_Task statement_: Retype every line of the records exactly.

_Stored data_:
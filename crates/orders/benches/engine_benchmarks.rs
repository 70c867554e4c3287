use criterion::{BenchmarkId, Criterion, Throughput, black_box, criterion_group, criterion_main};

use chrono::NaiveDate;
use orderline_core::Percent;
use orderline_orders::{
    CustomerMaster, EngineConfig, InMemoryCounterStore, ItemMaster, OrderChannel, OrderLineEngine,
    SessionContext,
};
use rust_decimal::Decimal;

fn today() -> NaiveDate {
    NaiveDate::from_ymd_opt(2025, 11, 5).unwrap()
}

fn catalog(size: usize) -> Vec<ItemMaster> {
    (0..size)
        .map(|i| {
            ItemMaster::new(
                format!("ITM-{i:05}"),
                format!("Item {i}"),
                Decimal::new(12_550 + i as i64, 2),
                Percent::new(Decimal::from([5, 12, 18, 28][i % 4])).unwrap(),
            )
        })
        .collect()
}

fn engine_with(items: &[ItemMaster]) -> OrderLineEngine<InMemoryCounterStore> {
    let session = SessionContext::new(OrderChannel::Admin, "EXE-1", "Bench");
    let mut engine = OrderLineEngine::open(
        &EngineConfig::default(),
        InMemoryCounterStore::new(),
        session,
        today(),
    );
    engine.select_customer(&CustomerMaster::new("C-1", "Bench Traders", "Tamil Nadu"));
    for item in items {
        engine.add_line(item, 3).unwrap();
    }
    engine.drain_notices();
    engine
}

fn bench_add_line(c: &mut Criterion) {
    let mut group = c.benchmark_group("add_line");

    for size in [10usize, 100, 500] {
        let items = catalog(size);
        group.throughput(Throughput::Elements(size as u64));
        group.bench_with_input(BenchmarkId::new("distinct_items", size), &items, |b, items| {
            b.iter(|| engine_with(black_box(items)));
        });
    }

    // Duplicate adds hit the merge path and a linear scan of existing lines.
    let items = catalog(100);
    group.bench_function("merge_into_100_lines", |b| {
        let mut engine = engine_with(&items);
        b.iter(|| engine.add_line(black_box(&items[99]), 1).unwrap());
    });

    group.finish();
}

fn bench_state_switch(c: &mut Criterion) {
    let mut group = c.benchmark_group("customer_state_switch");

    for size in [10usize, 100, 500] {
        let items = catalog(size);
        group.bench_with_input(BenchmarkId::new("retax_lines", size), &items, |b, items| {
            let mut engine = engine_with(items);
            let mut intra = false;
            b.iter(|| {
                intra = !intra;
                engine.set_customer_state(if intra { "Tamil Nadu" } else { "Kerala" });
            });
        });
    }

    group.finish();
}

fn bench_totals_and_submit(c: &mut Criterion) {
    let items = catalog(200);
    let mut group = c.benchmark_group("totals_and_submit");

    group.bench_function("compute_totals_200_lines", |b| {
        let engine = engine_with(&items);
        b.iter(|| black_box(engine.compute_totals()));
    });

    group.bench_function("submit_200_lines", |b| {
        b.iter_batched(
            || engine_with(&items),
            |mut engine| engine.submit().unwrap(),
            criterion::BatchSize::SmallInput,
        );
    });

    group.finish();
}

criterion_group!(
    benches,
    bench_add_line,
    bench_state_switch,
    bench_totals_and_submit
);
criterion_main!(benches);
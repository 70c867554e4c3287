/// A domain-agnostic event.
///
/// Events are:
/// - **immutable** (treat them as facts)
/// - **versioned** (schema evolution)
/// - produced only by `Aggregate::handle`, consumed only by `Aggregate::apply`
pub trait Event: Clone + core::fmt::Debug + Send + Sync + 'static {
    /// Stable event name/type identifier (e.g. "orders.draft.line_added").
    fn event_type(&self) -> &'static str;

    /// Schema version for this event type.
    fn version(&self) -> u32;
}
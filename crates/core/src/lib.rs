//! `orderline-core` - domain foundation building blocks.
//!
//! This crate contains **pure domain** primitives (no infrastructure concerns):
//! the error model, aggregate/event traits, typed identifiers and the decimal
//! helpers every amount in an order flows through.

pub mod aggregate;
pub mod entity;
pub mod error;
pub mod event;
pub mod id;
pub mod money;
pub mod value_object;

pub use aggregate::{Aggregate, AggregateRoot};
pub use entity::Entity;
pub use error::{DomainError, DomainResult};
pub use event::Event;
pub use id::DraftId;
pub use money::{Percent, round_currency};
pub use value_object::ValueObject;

_Completed task_:
filename crates/orders/benches/engine_benchmarks.rs
repository 70c867554e4c3287
use criterion::{BenchmarkId, Criterion, Throughput, black_box, criterion_group, criterion_main};

use chrono::NaiveDate;
use orderline_core::Percent;
use orderline_orders::{
    CustomerMaster, EngineConfig, InMemoryCounterStore, ItemMaster, OrderChannel, OrderLineEngine,
    SessionContext,
};
use rust_decimal::Decimal;

fn today() -> NaiveDate {
    NaiveDate::from_ymd_opt(2025, 11, 5).unwrap()
}

fn catalog(size: usize) -> Vec<ItemMaster> {
    (0..size)
        .map(|i| {
            ItemMaster::new(
                format!("ITM-{i:05}"),
                format!("Item {i}"),
                Decimal::new(12_550 + i as i64, 2),
                Percent::new(Decimal::from([5, 12, 18, 28][i % 4])).unwrap(),
            )
        })
        .collect()
}

fn engine_with(items: &[ItemMaster]) -> OrderLineEngine<InMemoryCounterStore> {
    let session = SessionContext::new(OrderChannel::Admin, "EXE-1", "Bench");
    let mut engine = OrderLineEngine::open(
        &EngineConfig::default(),
        InMemoryCounterStore::new(),
        session,
        today(),
    );
    engine.select_customer(&CustomerMaster::new("C-1", "Bench Traders", "Tamil Nadu"));
    for item in items {
        engine.add_line(item, 3).unwrap();
    }
    engine.drain_notices();
    engine
}

fn bench_add_line(c: &mut Criterion) {
    let mut group = c.benchmark_group("add_line");

    for size in [10usize, 100, 500] {
        let items = catalog(size);
        group.throughput(Throughput::Elements(size as u64));
        group.bench_with_input(BenchmarkId::new("distinct_items", size), &items, |b, items| {
            b.iter(|| engine_with(black_box(items)));
        });
    }

    // Duplicate adds hit the merge path and a linear scan of existing lines.
    let items = catalog(100);
    group.bench_function("merge_into_100_lines", |b| {
        let mut engine = engine_with(&items);
        b.iter(|| engine.add_line(black_box(&items[99]), 1).unwrap());
    });

    group.finish();
}

fn bench_state_switch(c: &mut Criterion) {
    let mut group = c.benchmark_group("customer_state_switch");

    for size in [10usize, 100, 500] {
        let items = catalog(size);
        group.bench_with_input(BenchmarkId::new("retax_lines", size), &items, |b, items| {
            let mut engine = engine_with(items);
            let mut intra = false;
            b.iter(|| {
                intra = !intra;
                engine.set_customer_state(if intra { "Tamil Nadu" } else { "Kerala" });
            });
        });
    }

    group.finish();
}

fn bench_totals_and_submit(c: &mut Criterion) {
    let items = catalog(200);
    let mut group = c.benchmark_group("totals_and_submit");

    group.bench_function("compute_totals_200_lines", |b| {
        let engine = engine_with(&items);
        b.iter(|| black_box(engine.compute_totals()));
    });

    group.bench_function("submit_200_lines", |b| {
        b.iter_batched(
            || engine_with(&items),
            |mut engine| engine.submit().unwrap(),
            criterion::BatchSize::SmallInput,
        );
    });

    group.finish();
}

criterion_group!(
    benches,
    bench_add_line,
    bench_state_switch,
    bench_totals_and_submit
);
criterion_main!(benches);
repository 70c867554e4c3287
/// A domain-agnostic event.
///
/// Events are:
/// - **immutable** (treat them as facts)
/// - **versioned** (schema evolution)
/// - produced only by `Aggregate::handle`, consumed only by `Aggregate::apply`
pub trait Event: Clone + core::fmt::Debug + Send + Sync + 'static {
    /// Stable event name/type identifier (e.g. "orders.draft.line_added").
    fn event_type(&self) -> &'static str;

    /// Schema version for this event type.
    fn version(&self) -> u32;
}
filename crates/core/src/lib.rs
//! `orderline-core` - domain foundation building blocks.
//!
//! This crate contains **pure domain** primitives (no infrastructure concerns):
//! the error model, aggregate/event traits, typed identifiers and the decimal
//! helpers every amount in an order flows through.

pub mod aggregate;
pub mod entity;
pub mod error;
pub mod event;
pub mod id;
pub mod money;
pub mod value_object;

pub use aggregate::{Aggregate, AggregateRoot};
pub use entity::Entity;
pub use error::{DomainError, DomainResult};
pub use event::Event;
pub use id::DraftId;
pub use money::{Percent, round_currency};
pub use value_object::ValueObject;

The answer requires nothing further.